I come to the much-debated issue of the Irish Sea border. Yes, it is still there under this Windsor Framework, but it is less visible and less expensive. Here we are at the practical reality of Brexit. I had a flashback to a debate at the Greenbelt Festival in 2017, where I found myself in the unusual position of leaping to the defence of a speaker from the Institute of Economic Affairs—it was partly because she was a young woman and I am always inclined to leap to the defence of young women. She was asked what we do about the issues of Northern Ireland and trade, and her answer was, “I don’t know”. The crowd started to barrack her and I said, “There is no answer to this problem. There is no solution. We just have to find the best way forward that we can.” That is essentially what we are trying to do here.

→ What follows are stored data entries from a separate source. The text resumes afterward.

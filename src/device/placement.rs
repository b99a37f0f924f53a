// Copyright (c) 2025 Steve Wagner (ciroque@live.com)
// SPDX-License-Identifier: MIT

use std::collections::HashMap;

use crate::errors::PlacementError;
use crate::graph::{Graph, NodeId};
use crate::observability::messages::device::{AcceleratorsDiscovered, ProcessorDemoted, ProcessorPlaced};
use crate::observability::messages::StructuredLog;

use super::accelerators::available_accelerators;

/// Where a processor ended up after placement (§4.6).
#[derive(Debug, Clone, Copy, PartialEq, Eq)]
pub enum Placement {
    Gpu(u32),
    Cpu,
}

/// Assigns accelerator identifiers to GPU-preferring processors in
/// topological order, demoting a processor that tolerates CPU once
/// accelerators are exhausted, and failing fatally for one that requires a
/// GPU (§4.6). Non-GPU-preferring processors and non-processor nodes are
/// left out of the map entirely.
pub fn plan_placements(graph: &Graph, order: &[NodeId]) -> Result<HashMap<NodeId, Placement>, PlacementError> {
    let accelerators = available_accelerators();
    AcceleratorsDiscovered {
        count: accelerators.len(),
    }
    .log();

    let mut pool = accelerators.into_iter();
    let mut placements = HashMap::new();

    for &node in order {
        let preference = match graph.node(node).kind.device_preference() {
            Some(p) => p,
            None => continue,
        };

        if !preference.wants_gpu() {
            placements.insert(node, Placement::Cpu);
            continue;
        }

        match pool.next() {
            Some(id) => {
                let label = id.to_string();
                ProcessorPlaced {
                    node,
                    accelerator: &label,
                }
                .log();
                placements.insert(node, Placement::Gpu(id));
            }
            None if preference.tolerates_cpu() => {
                ProcessorDemoted { node }.log();
                placements.insert(node, Placement::Cpu);
            }
            None => return Err(PlacementError::NoGpuAvailable(node)),
        }
    }

    Ok(placements)
}
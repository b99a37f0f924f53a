// Copyright (c) 2025 Steve Wagner (ciroque@live.com)
// SPDX-License-Identifier: MIT

use std::time::Instant;

use tracing::error;

use crate::data::{Metadata, Record};
use crate::errors::{RuntimeError, RuntimePhase};
use crate::graph::NodeId;
use crate::messenger::Messenger;
use crate::observability::messages::task::{WorkerCloseFailed, WorkerClosed, WorkerOpenFailed, WorkerOpened};
use crate::observability::messages::StructuredLog;
use crate::traits::Consumer;

const KIND: &str = "consumer";

/// Drives a consumer node (§4.4): same shape as the processor loop, but
/// calls `consume` (which returns nothing) and publishes its own entry with
/// an empty payload rather than a real record — a consumer has no payload
/// of its own to contribute, but every descendant still needs to find its
/// identity in the raw-input map (I5). In particular the engine's trailing
/// accountant consumer is wired as a child of every node, including every
/// sink (§4.7, §9 "Accountant global"), so a bare passthrough that never
/// records the sink's own id would leave that entry missing.
///
/// `is_last` is true only for the trailing metadata accountant consumer the
/// engine appends to every plan (§4.8); every other consumer has that node
/// as a descendant and so always publishes onward.
///
/// `metadata` selects the accountant's variant: instead of downcasting each
/// parent's wire to a payload, it is handed the parent's recorded
/// [`crate::data::Metadata`] wrapped as an opaque [`Record`] (§4.7).
pub fn run(
    node: NodeId,
    consumer: &mut dyn Consumer,
    messenger: &mut dyn Messenger,
    is_last: bool,
    metadata: bool,
) {
    match consumer.open() {
        Ok(()) => WorkerOpened { node, kind: KIND }.log(),
        Err(err) => WorkerOpenFailed {
            node,
            kind: KIND,
            error: err.as_ref(),
        }
        .log(),
    }

    loop {
        let t0 = Instant::now();
        let inputs = messenger.receive();
        let t1 = Instant::now();

        if inputs.iter().any(|e| e.wire.is_sentinel()) {
            if !is_last {
                messenger.publish_sentinel();
            }
            break;
        }

        let args: Vec<Record> = if metadata {
            inputs
                .iter()
                .map(|e| Record::new(e.metadata.expect("non-sentinel entry must carry metadata")))
                .collect()
        } else {
            inputs
                .into_iter()
                .map(|e| e.wire.as_record().cloned().expect("non-sentinel entry must carry a record"))
                .collect()
        };

        if let Err(source) = consumer.consume(args) {
            let err = RuntimeError {
                node,
                phase: RuntimePhase::Consume,
                source,
            };
            error!(node = %node, %err, "consumer consume() failed; propagating sentinel");
            if !is_last {
                messenger.publish_sentinel();
            }
            break;
        }

        if !is_last {
            let t2 = Instant::now();
            messenger.publish(
                Record::new(()),
                Metadata {
                    proctime: t2.duration_since(t1).as_secs_f64(),
                    actual_proctime: t2.duration_since(t0).as_secs_f64(),
                },
            );
        }
    }

    match consumer.close() {
        Ok(()) => WorkerClosed { node, kind: KIND }.log(),
        Err(err) => WorkerCloseFailed {
            node,
            kind: KIND,
            error: err.as_ref(),
        }
        .log(),
    }
}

To address the particular point about the Stormont brake, it has been described as similar to the much-contested petition of concern. However, a deep read into the mechanisms makes it clear that this is not the case. I note that, at a recent event by the QUB law school, Gordon Lyons described it as a “sophisticated” piece of constitutional engineering. I admit that the word “sophisticated” is concerning to a degree, but that is what it is. It is structured, from the Northern Ireland Greens’ perspective, to ensure that it cannot be disruptive and destabilising, which is crucial.
I come back to the point that this is about the reality of the lives of people in Northern Ireland. Some of the things that the Windsor Framework will do are really practical. The green lanes will reduce customs paperwork and the need for checks and will cover parcels from GB to friends and family in Northern Ireland—that is practically sensible and covered by the EU-UK data-sharing agreements. The volume of EU law that traders need to comply with will be reduced. Northern Ireland will be exempt from certain VAT provisions, and the UK will be able to lower the VAT rate on certain goods such as heat pumps and alcohol served in hospitality venues. For pet owners, things will not be completely simple but travel will be simplified.
Where we are is far from ideal, but we are where we are and we need to find a way forward. The position of the Green Parties of the UK is that we support the Windsor Framework and oppose the fatal amendment.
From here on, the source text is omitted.